*** Opening of Given information ***
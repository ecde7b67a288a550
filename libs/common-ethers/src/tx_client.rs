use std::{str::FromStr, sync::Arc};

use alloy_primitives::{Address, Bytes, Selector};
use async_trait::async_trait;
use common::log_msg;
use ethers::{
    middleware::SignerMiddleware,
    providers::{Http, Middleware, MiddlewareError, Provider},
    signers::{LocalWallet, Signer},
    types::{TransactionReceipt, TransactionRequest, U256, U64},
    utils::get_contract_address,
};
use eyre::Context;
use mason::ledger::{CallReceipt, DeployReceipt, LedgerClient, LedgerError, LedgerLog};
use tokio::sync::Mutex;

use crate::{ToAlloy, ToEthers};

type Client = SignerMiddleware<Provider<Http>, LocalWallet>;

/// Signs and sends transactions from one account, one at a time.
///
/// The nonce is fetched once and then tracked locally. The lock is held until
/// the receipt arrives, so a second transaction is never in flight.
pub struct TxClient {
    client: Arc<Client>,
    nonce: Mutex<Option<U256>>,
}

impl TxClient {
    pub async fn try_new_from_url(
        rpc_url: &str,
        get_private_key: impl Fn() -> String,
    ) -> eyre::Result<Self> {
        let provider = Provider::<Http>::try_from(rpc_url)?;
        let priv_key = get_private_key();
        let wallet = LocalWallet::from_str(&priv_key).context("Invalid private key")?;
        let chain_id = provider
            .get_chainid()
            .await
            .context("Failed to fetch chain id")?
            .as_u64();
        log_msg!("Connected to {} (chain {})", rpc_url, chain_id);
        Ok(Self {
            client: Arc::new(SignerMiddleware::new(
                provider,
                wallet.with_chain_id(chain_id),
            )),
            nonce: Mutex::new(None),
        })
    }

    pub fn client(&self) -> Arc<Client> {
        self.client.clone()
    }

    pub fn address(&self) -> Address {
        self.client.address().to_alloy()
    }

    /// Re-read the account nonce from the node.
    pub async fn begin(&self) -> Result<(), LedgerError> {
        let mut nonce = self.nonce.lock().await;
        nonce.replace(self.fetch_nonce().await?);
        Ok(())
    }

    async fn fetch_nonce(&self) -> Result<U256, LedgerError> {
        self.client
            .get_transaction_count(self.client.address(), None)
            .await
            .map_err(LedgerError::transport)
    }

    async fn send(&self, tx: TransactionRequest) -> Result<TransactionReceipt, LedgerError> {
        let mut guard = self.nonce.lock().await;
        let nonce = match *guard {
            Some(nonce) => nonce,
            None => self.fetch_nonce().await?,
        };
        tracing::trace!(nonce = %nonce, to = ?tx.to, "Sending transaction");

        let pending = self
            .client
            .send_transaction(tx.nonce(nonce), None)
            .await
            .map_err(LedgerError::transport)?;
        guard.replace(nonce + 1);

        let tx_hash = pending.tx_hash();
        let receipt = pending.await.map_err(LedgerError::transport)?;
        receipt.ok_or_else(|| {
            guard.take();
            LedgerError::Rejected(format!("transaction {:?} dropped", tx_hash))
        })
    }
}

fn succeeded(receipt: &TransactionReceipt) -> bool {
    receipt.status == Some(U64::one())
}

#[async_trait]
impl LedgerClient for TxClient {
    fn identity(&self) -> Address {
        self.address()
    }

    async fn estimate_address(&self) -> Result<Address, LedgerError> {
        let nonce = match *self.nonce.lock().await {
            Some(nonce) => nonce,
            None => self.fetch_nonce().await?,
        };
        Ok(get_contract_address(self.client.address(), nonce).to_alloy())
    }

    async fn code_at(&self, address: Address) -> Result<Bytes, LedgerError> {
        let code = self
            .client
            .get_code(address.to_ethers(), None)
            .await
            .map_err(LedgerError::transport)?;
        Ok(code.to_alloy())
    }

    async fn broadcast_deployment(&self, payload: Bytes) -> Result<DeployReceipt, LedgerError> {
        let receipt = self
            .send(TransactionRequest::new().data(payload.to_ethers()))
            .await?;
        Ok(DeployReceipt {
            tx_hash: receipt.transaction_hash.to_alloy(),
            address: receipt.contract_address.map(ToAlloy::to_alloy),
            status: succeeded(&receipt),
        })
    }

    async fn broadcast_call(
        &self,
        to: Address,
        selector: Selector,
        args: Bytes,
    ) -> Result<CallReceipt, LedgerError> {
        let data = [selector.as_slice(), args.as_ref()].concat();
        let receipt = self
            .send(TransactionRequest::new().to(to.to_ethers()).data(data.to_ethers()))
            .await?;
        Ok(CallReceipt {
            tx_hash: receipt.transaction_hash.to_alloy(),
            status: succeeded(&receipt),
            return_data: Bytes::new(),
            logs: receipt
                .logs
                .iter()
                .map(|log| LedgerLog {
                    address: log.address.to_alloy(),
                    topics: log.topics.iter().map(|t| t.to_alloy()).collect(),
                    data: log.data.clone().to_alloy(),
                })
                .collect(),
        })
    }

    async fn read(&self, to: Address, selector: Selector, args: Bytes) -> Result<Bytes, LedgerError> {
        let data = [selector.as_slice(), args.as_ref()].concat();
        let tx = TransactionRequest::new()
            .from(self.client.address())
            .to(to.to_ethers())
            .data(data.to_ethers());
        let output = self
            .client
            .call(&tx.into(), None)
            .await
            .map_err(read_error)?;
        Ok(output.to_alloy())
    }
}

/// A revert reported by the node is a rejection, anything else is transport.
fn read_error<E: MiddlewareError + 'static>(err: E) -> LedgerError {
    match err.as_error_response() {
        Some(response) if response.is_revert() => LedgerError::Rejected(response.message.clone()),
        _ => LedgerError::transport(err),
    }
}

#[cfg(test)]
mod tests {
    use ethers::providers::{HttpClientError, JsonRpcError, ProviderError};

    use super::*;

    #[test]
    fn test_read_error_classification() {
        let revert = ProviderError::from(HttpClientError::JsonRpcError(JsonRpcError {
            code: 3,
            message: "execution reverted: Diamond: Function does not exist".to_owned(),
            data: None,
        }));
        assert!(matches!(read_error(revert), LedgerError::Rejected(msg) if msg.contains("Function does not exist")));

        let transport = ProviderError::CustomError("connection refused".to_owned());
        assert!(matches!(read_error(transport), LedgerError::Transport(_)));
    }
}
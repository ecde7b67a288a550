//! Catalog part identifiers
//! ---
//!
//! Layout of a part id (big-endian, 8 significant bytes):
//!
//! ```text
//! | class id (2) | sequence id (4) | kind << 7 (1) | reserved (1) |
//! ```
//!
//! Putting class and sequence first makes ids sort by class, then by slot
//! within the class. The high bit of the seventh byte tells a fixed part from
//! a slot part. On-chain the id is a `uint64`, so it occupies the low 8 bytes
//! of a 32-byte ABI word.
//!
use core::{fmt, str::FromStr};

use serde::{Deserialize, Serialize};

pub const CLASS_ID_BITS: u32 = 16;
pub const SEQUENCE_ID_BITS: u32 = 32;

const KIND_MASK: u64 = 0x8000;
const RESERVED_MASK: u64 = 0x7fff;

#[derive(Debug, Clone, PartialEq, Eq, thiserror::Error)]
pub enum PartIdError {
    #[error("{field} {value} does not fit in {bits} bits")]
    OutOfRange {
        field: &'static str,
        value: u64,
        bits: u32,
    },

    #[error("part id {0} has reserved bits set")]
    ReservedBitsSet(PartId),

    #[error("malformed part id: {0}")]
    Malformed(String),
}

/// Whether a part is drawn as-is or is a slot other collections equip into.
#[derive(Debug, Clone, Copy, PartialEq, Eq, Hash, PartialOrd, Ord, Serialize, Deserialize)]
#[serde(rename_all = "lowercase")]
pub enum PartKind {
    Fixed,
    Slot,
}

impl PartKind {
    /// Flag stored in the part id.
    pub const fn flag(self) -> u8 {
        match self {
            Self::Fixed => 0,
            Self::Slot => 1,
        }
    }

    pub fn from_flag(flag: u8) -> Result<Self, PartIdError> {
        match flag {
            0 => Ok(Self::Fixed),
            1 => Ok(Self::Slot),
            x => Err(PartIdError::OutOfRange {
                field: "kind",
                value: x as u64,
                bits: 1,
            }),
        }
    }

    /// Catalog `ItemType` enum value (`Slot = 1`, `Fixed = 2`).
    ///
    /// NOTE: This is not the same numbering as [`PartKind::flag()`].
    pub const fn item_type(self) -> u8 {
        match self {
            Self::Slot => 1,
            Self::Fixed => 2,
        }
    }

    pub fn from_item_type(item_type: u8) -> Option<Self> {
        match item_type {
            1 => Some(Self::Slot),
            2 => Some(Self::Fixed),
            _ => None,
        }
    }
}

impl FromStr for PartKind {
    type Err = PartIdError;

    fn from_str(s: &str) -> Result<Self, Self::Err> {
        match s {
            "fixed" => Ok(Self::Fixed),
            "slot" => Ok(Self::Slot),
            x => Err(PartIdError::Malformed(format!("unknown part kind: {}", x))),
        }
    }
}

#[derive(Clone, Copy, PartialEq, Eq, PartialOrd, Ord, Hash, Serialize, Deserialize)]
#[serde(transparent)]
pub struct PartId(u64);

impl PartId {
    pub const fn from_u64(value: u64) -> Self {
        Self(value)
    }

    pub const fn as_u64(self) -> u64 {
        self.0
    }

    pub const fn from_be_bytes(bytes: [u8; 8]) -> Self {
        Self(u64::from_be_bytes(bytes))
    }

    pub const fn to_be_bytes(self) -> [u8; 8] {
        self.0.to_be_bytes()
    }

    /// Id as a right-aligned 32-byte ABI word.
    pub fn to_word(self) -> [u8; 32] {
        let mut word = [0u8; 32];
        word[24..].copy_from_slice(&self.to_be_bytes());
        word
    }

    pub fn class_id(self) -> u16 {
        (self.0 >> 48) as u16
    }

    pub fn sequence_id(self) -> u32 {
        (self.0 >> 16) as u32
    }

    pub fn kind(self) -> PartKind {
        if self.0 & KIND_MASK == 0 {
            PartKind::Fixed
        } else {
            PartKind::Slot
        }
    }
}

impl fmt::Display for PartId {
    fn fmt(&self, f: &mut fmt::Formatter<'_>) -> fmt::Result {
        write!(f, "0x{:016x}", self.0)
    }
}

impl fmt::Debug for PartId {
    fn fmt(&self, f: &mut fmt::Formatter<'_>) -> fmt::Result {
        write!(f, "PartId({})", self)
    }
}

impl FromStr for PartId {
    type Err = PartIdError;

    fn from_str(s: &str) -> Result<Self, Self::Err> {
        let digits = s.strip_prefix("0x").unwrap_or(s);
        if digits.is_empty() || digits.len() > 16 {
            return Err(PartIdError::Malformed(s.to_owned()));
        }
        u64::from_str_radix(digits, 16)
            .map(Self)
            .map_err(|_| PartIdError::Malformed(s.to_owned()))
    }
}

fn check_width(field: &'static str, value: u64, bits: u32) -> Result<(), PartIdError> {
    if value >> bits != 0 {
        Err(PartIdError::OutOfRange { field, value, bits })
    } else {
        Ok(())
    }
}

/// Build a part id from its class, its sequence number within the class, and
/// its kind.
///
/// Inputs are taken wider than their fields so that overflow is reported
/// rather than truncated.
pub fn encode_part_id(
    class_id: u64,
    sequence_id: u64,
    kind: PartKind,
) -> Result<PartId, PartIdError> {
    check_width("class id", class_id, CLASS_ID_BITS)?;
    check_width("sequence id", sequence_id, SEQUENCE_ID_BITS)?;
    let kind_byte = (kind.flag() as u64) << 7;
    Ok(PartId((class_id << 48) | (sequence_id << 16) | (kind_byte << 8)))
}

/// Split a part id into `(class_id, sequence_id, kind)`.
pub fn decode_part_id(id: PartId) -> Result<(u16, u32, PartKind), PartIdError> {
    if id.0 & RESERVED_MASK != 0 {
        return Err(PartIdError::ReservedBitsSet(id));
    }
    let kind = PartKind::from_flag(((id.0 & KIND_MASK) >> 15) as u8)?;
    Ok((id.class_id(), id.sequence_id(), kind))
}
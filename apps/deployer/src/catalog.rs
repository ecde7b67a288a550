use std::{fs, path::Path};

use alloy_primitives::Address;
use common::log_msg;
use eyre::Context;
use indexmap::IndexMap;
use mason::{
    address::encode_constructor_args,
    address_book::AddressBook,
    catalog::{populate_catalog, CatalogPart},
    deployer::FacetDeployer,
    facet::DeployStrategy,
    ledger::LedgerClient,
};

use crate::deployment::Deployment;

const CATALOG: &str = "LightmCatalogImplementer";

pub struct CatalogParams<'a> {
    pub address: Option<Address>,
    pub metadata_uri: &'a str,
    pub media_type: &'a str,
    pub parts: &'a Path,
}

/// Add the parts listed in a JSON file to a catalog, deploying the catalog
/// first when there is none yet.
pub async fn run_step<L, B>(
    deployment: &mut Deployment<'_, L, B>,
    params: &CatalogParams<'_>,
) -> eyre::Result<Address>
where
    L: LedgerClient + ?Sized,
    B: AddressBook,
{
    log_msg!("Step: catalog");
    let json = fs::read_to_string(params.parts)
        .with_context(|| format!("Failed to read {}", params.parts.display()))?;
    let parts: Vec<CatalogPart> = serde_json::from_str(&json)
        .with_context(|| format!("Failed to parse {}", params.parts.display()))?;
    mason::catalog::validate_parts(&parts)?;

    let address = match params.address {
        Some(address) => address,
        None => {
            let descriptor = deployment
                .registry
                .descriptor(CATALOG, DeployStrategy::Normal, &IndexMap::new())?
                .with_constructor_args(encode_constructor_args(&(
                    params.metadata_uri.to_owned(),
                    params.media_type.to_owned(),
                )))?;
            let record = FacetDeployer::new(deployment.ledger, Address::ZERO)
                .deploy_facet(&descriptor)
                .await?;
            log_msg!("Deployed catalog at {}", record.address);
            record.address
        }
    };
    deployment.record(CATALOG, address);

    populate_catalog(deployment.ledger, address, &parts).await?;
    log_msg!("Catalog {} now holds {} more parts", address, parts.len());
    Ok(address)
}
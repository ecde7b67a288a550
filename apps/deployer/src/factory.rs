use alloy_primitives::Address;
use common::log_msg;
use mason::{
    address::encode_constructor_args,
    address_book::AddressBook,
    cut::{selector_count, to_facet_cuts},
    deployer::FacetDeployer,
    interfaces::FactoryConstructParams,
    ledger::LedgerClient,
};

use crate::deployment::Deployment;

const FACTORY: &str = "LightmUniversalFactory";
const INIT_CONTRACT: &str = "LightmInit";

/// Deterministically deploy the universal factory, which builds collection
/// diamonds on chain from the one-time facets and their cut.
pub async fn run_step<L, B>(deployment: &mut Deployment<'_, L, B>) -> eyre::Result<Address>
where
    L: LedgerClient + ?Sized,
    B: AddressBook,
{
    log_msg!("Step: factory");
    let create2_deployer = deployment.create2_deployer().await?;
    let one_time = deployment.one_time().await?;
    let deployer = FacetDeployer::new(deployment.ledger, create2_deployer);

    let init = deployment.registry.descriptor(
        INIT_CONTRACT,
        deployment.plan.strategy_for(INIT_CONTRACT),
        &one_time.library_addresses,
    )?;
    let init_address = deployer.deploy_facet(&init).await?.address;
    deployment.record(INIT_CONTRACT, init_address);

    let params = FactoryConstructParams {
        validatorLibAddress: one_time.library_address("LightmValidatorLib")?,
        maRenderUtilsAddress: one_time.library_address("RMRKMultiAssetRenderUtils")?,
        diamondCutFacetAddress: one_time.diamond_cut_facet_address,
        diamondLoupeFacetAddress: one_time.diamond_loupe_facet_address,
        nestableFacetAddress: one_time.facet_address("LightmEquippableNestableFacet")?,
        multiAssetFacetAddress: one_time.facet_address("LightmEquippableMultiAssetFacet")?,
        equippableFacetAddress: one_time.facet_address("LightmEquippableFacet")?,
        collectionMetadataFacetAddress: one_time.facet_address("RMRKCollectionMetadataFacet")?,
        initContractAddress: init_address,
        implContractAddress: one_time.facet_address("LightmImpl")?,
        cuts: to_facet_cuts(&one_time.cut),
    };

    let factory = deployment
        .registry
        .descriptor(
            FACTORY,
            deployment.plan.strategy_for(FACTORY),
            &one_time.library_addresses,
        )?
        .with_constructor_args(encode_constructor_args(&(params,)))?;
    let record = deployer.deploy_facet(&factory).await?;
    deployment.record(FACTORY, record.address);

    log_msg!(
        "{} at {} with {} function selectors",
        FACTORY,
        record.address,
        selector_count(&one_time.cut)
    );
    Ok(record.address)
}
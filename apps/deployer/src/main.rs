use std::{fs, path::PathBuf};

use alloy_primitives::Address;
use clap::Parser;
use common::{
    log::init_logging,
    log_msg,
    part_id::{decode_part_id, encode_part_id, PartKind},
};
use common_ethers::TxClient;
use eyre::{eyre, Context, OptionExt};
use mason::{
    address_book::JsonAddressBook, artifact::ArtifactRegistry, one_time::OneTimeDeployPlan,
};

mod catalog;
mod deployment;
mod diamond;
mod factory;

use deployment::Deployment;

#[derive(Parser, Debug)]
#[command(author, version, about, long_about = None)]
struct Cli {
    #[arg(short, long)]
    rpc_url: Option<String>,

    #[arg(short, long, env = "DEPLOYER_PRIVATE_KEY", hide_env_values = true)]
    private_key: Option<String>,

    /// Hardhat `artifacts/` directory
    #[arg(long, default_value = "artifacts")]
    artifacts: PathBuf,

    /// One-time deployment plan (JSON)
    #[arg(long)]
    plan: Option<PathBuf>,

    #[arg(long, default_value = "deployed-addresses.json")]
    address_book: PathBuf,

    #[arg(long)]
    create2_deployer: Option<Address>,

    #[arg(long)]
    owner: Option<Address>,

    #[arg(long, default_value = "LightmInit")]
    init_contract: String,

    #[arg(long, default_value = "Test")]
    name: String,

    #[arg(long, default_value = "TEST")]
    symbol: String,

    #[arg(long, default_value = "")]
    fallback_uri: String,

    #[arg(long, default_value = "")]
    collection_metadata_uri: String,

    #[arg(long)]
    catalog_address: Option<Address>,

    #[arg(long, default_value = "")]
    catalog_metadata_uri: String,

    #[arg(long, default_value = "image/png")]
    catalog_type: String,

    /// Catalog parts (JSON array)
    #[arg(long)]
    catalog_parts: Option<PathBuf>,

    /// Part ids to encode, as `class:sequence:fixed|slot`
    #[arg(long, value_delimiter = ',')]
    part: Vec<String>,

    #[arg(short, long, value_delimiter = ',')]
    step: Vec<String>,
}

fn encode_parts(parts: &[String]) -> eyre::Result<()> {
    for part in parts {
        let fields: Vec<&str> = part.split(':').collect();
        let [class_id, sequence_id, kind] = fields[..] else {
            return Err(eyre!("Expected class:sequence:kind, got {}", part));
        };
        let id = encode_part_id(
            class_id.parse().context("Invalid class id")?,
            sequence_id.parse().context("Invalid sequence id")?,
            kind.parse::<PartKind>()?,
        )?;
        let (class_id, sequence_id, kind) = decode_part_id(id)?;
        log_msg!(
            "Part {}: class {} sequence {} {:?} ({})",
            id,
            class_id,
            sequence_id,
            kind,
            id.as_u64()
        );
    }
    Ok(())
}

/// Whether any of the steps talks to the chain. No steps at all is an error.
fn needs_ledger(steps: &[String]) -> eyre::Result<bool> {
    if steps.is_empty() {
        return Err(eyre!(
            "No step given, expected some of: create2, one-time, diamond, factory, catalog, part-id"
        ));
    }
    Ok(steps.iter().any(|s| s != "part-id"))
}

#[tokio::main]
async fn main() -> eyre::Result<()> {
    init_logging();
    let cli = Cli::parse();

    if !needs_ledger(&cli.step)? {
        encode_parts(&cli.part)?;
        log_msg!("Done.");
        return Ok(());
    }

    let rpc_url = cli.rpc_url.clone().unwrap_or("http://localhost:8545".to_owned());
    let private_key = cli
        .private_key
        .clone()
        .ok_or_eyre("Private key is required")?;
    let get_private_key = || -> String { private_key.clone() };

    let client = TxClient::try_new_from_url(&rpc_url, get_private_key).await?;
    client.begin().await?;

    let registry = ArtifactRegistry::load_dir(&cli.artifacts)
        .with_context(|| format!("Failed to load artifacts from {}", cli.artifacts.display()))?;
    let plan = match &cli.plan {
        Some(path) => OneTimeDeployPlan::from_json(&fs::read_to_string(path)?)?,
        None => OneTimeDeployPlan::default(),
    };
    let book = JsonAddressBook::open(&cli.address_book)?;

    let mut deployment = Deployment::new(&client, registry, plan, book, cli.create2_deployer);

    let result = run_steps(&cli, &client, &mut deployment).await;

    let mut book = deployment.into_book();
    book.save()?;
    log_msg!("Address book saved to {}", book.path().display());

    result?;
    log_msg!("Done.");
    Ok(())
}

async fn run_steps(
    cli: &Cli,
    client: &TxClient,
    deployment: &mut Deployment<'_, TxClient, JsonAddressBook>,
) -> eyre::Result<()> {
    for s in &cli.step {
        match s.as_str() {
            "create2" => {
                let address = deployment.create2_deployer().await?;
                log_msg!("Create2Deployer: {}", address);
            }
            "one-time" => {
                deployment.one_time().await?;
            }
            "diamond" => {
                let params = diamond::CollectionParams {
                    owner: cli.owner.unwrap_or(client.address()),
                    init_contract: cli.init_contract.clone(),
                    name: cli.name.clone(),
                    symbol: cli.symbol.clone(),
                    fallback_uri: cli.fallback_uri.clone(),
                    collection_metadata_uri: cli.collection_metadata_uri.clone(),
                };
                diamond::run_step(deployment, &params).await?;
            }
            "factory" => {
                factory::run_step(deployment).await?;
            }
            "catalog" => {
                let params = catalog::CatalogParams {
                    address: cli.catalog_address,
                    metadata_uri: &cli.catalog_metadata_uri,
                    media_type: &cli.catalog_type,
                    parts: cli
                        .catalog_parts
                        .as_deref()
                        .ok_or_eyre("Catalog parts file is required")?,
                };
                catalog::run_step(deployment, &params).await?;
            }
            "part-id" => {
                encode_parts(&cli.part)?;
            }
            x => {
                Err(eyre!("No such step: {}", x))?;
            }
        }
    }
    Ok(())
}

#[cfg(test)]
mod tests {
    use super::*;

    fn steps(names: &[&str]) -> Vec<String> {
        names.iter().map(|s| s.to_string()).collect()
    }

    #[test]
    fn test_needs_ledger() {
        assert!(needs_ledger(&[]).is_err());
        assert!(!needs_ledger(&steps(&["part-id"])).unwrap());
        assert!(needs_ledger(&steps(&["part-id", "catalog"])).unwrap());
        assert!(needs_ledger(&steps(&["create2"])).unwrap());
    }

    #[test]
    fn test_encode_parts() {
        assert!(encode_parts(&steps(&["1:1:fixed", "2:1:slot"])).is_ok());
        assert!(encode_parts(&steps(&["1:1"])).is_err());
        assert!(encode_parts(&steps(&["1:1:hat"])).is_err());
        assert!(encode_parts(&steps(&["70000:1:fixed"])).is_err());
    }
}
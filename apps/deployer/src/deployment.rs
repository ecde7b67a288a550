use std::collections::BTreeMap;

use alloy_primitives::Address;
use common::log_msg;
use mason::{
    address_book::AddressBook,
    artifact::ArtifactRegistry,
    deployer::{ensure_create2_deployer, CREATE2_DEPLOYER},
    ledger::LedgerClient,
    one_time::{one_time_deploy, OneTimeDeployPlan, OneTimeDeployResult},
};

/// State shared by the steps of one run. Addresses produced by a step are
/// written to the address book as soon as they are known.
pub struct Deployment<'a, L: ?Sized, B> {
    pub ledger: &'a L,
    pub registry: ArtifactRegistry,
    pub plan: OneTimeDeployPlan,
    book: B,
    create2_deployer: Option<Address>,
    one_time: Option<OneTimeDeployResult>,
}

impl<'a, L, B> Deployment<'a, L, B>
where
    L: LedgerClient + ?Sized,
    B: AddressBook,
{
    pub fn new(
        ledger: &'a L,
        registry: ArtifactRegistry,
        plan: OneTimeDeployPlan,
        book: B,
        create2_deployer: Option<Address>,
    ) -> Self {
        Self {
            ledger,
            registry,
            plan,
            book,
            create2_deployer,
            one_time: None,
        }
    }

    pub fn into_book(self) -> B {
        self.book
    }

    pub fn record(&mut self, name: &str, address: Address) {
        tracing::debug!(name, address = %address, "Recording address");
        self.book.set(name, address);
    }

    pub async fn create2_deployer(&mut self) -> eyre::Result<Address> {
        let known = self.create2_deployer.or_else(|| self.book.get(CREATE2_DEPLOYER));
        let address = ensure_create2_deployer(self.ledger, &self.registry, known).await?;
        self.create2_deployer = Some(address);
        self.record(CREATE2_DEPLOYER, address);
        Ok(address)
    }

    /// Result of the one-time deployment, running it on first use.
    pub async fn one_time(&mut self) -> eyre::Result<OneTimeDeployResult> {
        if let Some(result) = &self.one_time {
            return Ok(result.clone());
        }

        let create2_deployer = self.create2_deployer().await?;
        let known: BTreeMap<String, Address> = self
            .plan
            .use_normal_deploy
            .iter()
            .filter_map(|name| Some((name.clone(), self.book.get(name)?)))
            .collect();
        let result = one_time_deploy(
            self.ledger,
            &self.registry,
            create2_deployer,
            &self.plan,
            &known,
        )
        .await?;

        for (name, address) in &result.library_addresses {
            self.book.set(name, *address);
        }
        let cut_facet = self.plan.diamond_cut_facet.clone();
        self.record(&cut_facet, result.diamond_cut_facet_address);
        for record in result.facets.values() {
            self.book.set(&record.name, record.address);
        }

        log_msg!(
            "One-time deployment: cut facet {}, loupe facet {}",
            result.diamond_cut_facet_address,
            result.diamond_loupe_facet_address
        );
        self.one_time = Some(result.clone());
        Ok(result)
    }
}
*** Close of Given information ***
• Task to complete
Look for the string "FacetDeployer" in the records, and copy every line where it is found.

• The completed task
    deployer::FacetDeployer,
            let record = FacetDeployer::new(deployment.ledger, Address::ZERO)
    deployer::FacetDeployer,
    let deployer = FacetDeployer::new(deployment.ledger, create2_deployer);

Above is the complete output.